Each entry should be quoted word for word, including every mark of punctuation.

..........

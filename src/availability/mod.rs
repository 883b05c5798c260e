//! Availability computation
//!
//! Orchestrates the full read path: resolve per-staff open intervals,
//! generate grid-aligned candidates, propose smart off-grid slots, and
//! merge the results. Everything here is computed per request against a
//! snapshot of the committed bookings and discarded; the hold and claim
//! layers own consistency from that point on.
//!
//! - [`engine`] - grid-aligned candidate generation
//! - [`optimizer`] - smart off-grid slot proposals

pub mod engine;
pub mod optimizer;

pub use engine::{generate_candidates, StaffTimeline};
pub use optimizer::{merge_candidates, propose_smart_slots, OptimizerConfig};

use std::collections::BTreeMap;
use std::sync::Arc;

use chrono::{DateTime, Utc};
use serde::{Deserialize, Serialize};

use crate::booking::store::BookingStore;
use crate::error::{Error, Result};
use crate::models::{CandidateSlot, ServiceStepSpec, SlotKey, SlotStep, TimeInterval};
use crate::schedule::{ResolveWarning, ScheduleResolver, StaffMember};
use crate::sources::SourceHandles;

/// Engine-level configuration.
#[derive(Debug, Clone, Serialize, Deserialize)]
pub struct EngineConfig {
    /// Slot granularity used when the request does not specify one.
    pub default_granularity_min: i64,

    /// Upper bound on chained services per request.
    pub max_services_per_request: usize,
}

impl Default for EngineConfig {
    fn default() -> Self {
        Self {
            default_granularity_min: 30,
            max_services_per_request: 5,
        }
    }
}

/// Availability query input.
#[derive(Debug, Clone, Deserialize)]
pub struct AvailabilityRequest {
    pub location_id: String,
    pub from: DateTime<Utc>,
    pub to: DateTime<Utc>,
    pub service_ids: Vec<String>,
    #[serde(default)]
    pub staff_id: Option<String>,
    #[serde(default)]
    pub granularity_min: Option<i64>,
}

/// One slot as returned to clients.
#[derive(Debug, Clone, Serialize)]
pub struct SlotView {
    pub slot_key: SlotKey,
    pub staff_id: String,
    pub start: DateTime<Utc>,
    pub end: DateTime<Utc>,
    /// Span the booking will reserve, including non-staff processing steps.
    pub reserved_from: DateTime<Utc>,
    pub reserved_to: DateTime<Utc>,
    pub services: Vec<SlotStep>,
    #[serde(skip_serializing_if = "std::ops::Not::not")]
    pub is_smart: bool,
}

impl From<CandidateSlot> for SlotView {
    fn from(slot: CandidateSlot) -> Self {
        Self {
            slot_key: slot.key,
            staff_id: slot.staff_id,
            start: slot.start,
            end: slot.end,
            reserved_from: slot.start,
            reserved_to: slot.end,
            services: slot.steps,
            is_smart: slot.is_smart,
        }
    }
}

/// Availability query result.
#[derive(Debug, Clone, Serialize)]
pub struct AvailabilityResponse {
    pub slots: Vec<SlotView>,
    pub warnings: Vec<ResolveWarning>,
}

/// Full availability read path: Resolver, Engine, Optimizer, merge.
pub struct AvailabilityService {
    sources: SourceHandles,
    store: Arc<dyn BookingStore>,
    resolver: Arc<ScheduleResolver>,
    engine: EngineConfig,
    optimizer: OptimizerConfig,
}

impl AvailabilityService {
    pub fn new(
        sources: SourceHandles,
        store: Arc<dyn BookingStore>,
        resolver: Arc<ScheduleResolver>,
        engine: EngineConfig,
        optimizer: OptimizerConfig,
    ) -> Self {
        Self {
            sources,
            store,
            resolver,
            engine,
            optimizer,
        }
    }

    /// Compute candidate slots for a request.
    pub async fn query(&self, req: &AvailabilityRequest) -> Result<AvailabilityResponse> {
        let window = TimeInterval::new(req.from, req.to)
            .ok_or_else(|| Error::validation("window is empty or inverted"))?;
        self.resolver.validate_window(&window)?;

        let granularity = req
            .granularity_min
            .unwrap_or(self.engine.default_granularity_min);
        if granularity <= 0 || granularity > 240 {
            return Err(Error::validation(format!(
                "granularity {granularity} out of range (1..=240 minutes)"
            )));
        }

        let steps = crate::sources::chained_steps(
            &self.sources.catalog,
            &req.service_ids,
            self.engine.max_services_per_request,
        )
        .await?;
        let schedule = self
            .sources
            .schedule
            .location_schedule(&req.location_id)
            .await?
            .ok_or_else(|| Error::not_found(format!("location '{}'", req.location_id)))?;

        let roster = self.eligible_roster(req).await?;

        // Committed bookings are the conflict source of truth for this
        // snapshot; a later booking attempt re-reads them transactionally.
        let booked = self
            .store
            .committed_intervals(&req.location_id, &window)
            .await?;

        // Bookings go to the engine as collision input rather than being
        // subtracted here: subtracting them would re-anchor the slot grid
        // at each booking's end and leave the optimizer nothing to recover.
        let resolved = self
            .resolver
            .resolve(&schedule, &roster, &window, &BTreeMap::new())
            .await;

        let staff: BTreeMap<String, StaffTimeline> = resolved
            .windows
            .iter()
            .map(|(id, open)| {
                (
                    id.clone(),
                    StaffTimeline {
                        open: open.clone(),
                        booked: booked.get(id).cloned().unwrap_or_default(),
                    },
                )
            })
            .collect();

        let resources = self.resource_intervals(&steps, &window).await;

        let grid = generate_candidates(&req.location_id, &steps, &staff, &resources, granularity)?;

        let smart = match self.optimizer.fine_granularity_min(granularity) {
            Some(fine_granularity) if self.optimizer.enabled => {
                let fine = generate_candidates(
                    &req.location_id,
                    &steps,
                    &staff,
                    &resources,
                    fine_granularity,
                )?;
                propose_smart_slots(&grid, &fine, &booked, granularity, &self.optimizer)
            }
            _ => Vec::new(),
        };

        let merged = merge_candidates(grid, smart);
        crate::metrics::record_availability_query(merged.len());

        Ok(AvailabilityResponse {
            slots: merged.into_iter().map(SlotView::from).collect(),
            warnings: resolved.warnings,
        })
    }

    /// Roster filtered by the optional staff pin and by service capability.
    async fn eligible_roster(&self, req: &AvailabilityRequest) -> Result<Vec<StaffMember>> {
        let roster = self
            .sources
            .schedule
            .staff_for_location(&req.location_id)
            .await?;

        let roster: Vec<StaffMember> = match &req.staff_id {
            Some(pinned) => {
                let member = roster
                    .into_iter()
                    .find(|m| &m.id == pinned)
                    .ok_or_else(|| Error::not_found(format!("staff '{pinned}'")))?;
                vec![member]
            }
            None => roster,
        };

        Ok(roster
            .into_iter()
            .filter(|m| m.can_perform_all(&req.service_ids))
            .collect())
    }

    /// Free intervals of every resource referenced by the step chain.
    /// A failed registry lookup leaves the resource fully busy.
    async fn resource_intervals(
        &self,
        steps: &[ServiceStepSpec],
        window: &TimeInterval,
    ) -> BTreeMap<String, Vec<TimeInterval>> {
        let mut resource_ids: Vec<&String> = steps
            .iter()
            .filter_map(|s| s.allowed_resources.as_ref())
            .flatten()
            .collect();
        resource_ids.sort();
        resource_ids.dedup();

        let mut out = BTreeMap::new();
        for id in resource_ids {
            match self.sources.resources.free_intervals(id, window).await {
                Ok(free) => {
                    out.insert(id.clone(), free);
                }
                Err(e) => {
                    tracing::warn!(resource_id = %id, error = %e, "resource registry lookup failed, treating resource as busy");
                    out.insert(id.clone(), Vec::new());
                }
            }
        }
        out
    }
}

..........

Task answer:
filename src/availability/mod.rs
repository 883b05c5798c260e
//! Availability computation
//!
//! Orchestrates the full read path: resolve per-staff open intervals,
//! generate grid-aligned candidates, propose smart off-grid slots, and
//! merge the results. Everything here is computed per request against a
//! snapshot of the committed bookings and discarded; the hold and claim
//! layers own consistency from that point on.
//!
//! - [`engine`] - grid-aligned candidate generation
//! - [`optimizer`] - smart off-grid slot proposals

pub mod engine;
pub mod optimizer;

pub use engine::{generate_candidates, StaffTimeline};
pub use optimizer::{merge_candidates, propose_smart_slots, OptimizerConfig};

use std::collections::BTreeMap;
use std::sync::Arc;

use chrono::{DateTime, Utc};
use serde::{Deserialize, Serialize};

use crate::booking::store::BookingStore;
use crate::error::{Error, Result};
use crate::models::{CandidateSlot, ServiceStepSpec, SlotKey, SlotStep, TimeInterval};
use crate::schedule::{ResolveWarning, ScheduleResolver, StaffMember};
use crate::sources::SourceHandles;

/// Engine-level configuration.
#[derive(Debug, Clone, Serialize, Deserialize)]
pub struct EngineConfig {
    /// Slot granularity used when the request does not specify one.
    pub default_granularity_min: i64,

    /// Upper bound on chained services per request.
    pub max_services_per_request: usize,
}

impl Default for EngineConfig {
    fn default() -> Self {
        Self {
            default_granularity_min: 30,
            max_services_per_request: 5,
        }
    }
}

/// Availability query input.
#[derive(Debug, Clone, Deserialize)]
pub struct AvailabilityRequest {
    pub location_id: String,
    pub from: DateTime<Utc>,
    pub to: DateTime<Utc>,
    pub service_ids: Vec<String>,
    #[serde(default)]
    pub staff_id: Option<String>,
    #[serde(default)]
    pub granularity_min: Option<i64>,
}

/// One slot as returned to clients.
#[derive(Debug, Clone, Serialize)]
pub struct SlotView {
    pub slot_key: SlotKey,
    pub staff_id: String,
    pub start: DateTime<Utc>,
    pub end: DateTime<Utc>,
    /// Span the booking will reserve, including non-staff processing steps.
    pub reserved_from: DateTime<Utc>,
    pub reserved_to: DateTime<Utc>,
    pub services: Vec<SlotStep>,
    #[serde(skip_serializing_if = "std::ops::Not::not")]
    pub is_smart: bool,
}

impl From<CandidateSlot> for SlotView {
    fn from(slot: CandidateSlot) -> Self {
        Self {
            slot_key: slot.key,
            staff_id: slot.staff_id,
            start: slot.start,
            end: slot.end,
            reserved_from: slot.start,
            reserved_to: slot.end,
            services: slot.steps,
            is_smart: slot.is_smart,
        }
    }
}

/// Availability query result.
#[derive(Debug, Clone, Serialize)]
pub struct AvailabilityResponse {
    pub slots: Vec<SlotView>,
    pub warnings: Vec<ResolveWarning>,
}

/// Full availability read path: Resolver, Engine, Optimizer, merge.
pub struct AvailabilityService {
    sources: SourceHandles,
    store: Arc<dyn BookingStore>,
    resolver: Arc<ScheduleResolver>,
    engine: EngineConfig,
    optimizer: OptimizerConfig,
}

impl AvailabilityService {
    pub fn new(
        sources: SourceHandles,
        store: Arc<dyn BookingStore>,
        resolver: Arc<ScheduleResolver>,
        engine: EngineConfig,
        optimizer: OptimizerConfig,
    ) -> Self {
        Self {
            sources,
            store,
            resolver,
            engine,
            optimizer,
        }
    }

    /// Compute candidate slots for a request.
    pub async fn query(&self, req: &AvailabilityRequest) -> Result<AvailabilityResponse> {
        let window = TimeInterval::new(req.from, req.to)
            .ok_or_else(|| Error::validation("window is empty or inverted"))?;
        self.resolver.validate_window(&window)?;

        let granularity = req
            .granularity_min
            .unwrap_or(self.engine.default_granularity_min);
        if granularity <= 0 || granularity > 240 {
            return Err(Error::validation(format!(
                "granularity {granularity} out of range (1..=240 minutes)"
            )));
        }

        let steps = crate::sources::chained_steps(
            &self.sources.catalog,
            &req.service_ids,
            self.engine.max_services_per_request,
        )
        .await?;
        let schedule = self
            .sources
            .schedule
            .location_schedule(&req.location_id)
            .await?
            .ok_or_else(|| Error::not_found(format!("location '{}'", req.location_id)))?;

        let roster = self.eligible_roster(req).await?;

        // Committed bookings are the conflict source of truth for this
        // snapshot; a later booking attempt re-reads them transactionally.
        let booked = self
            .store
            .committed_intervals(&req.location_id, &window)
            .await?;

        // Bookings go to the engine as collision input rather than being
        // subtracted here: subtracting them would re-anchor the slot grid
        // at each booking's end and leave the optimizer nothing to recover.
        let resolved = self
            .resolver
            .resolve(&schedule, &roster, &window, &BTreeMap::new())
            .await;

        let staff: BTreeMap<String, StaffTimeline> = resolved
            .windows
            .iter()
            .map(|(id, open)| {
                (
                    id.clone(),
                    StaffTimeline {
                        open: open.clone(),
                        booked: booked.get(id).cloned().unwrap_or_default(),
                    },
                )
            })
            .collect();

        let resources = self.resource_intervals(&steps, &window).await;

        let grid = generate_candidates(&req.location_id, &steps, &staff, &resources, granularity)?;

        let smart = match self.optimizer.fine_granularity_min(granularity) {
            Some(fine_granularity) if self.optimizer.enabled => {
                let fine = generate_candidates(
                    &req.location_id,
                    &steps,
                    &staff,
                    &resources,
                    fine_granularity,
                )?;
                propose_smart_slots(&grid, &fine, &booked, granularity, &self.optimizer)
            }
            _ => Vec::new(),
        };

        let merged = merge_candidates(grid, smart);
        crate::metrics::record_availability_query(merged.len());

        Ok(AvailabilityResponse {
            slots: merged.into_iter().map(SlotView::from).collect(),
            warnings: resolved.warnings,
        })
    }

    /// Roster filtered by the optional staff pin and by service capability.
    async fn eligible_roster(&self, req: &AvailabilityRequest) -> Result<Vec<StaffMember>> {
        let roster = self
            .sources
            .schedule
            .staff_for_location(&req.location_id)
            .await?;

        let roster: Vec<StaffMember> = match &req.staff_id {
            Some(pinned) => {
                let member = roster
                    .into_iter()
                    .find(|m| &m.id == pinned)
                    .ok_or_else(|| Error::not_found(format!("staff '{pinned}'")))?;
                vec![member]
            }
            None => roster,
        };

        Ok(roster
            .into_iter()
            .filter(|m| m.can_perform_all(&req.service_ids))
            .collect())
    }

    /// Free intervals of every resource referenced by the step chain.
    /// A failed registry lookup leaves the resource fully busy.
    async fn resource_intervals(
        &self,
        steps: &[ServiceStepSpec],
        window: &TimeInterval,
    ) -> BTreeMap<String, Vec<TimeInterval>> {
        let mut resource_ids: Vec<&String> = steps
            .iter()
            .filter_map(|s| s.allowed_resources.as_ref())
            .flatten()
            .collect();
        resource_ids.sort();
        resource_ids.dedup();

        let mut out = BTreeMap::new();
        for id in resource_ids {
            match self.sources.resources.free_intervals(id, window).await {
                Ok(free) => {
                    out.insert(id.clone(), free);
                }
                Err(e) => {
                    tracing::warn!(resource_id = %id, error = %e, "resource registry lookup failed, treating resource as busy");
                    out.insert(id.clone(), Vec::new());
                }
            }
        }
        out
    }
}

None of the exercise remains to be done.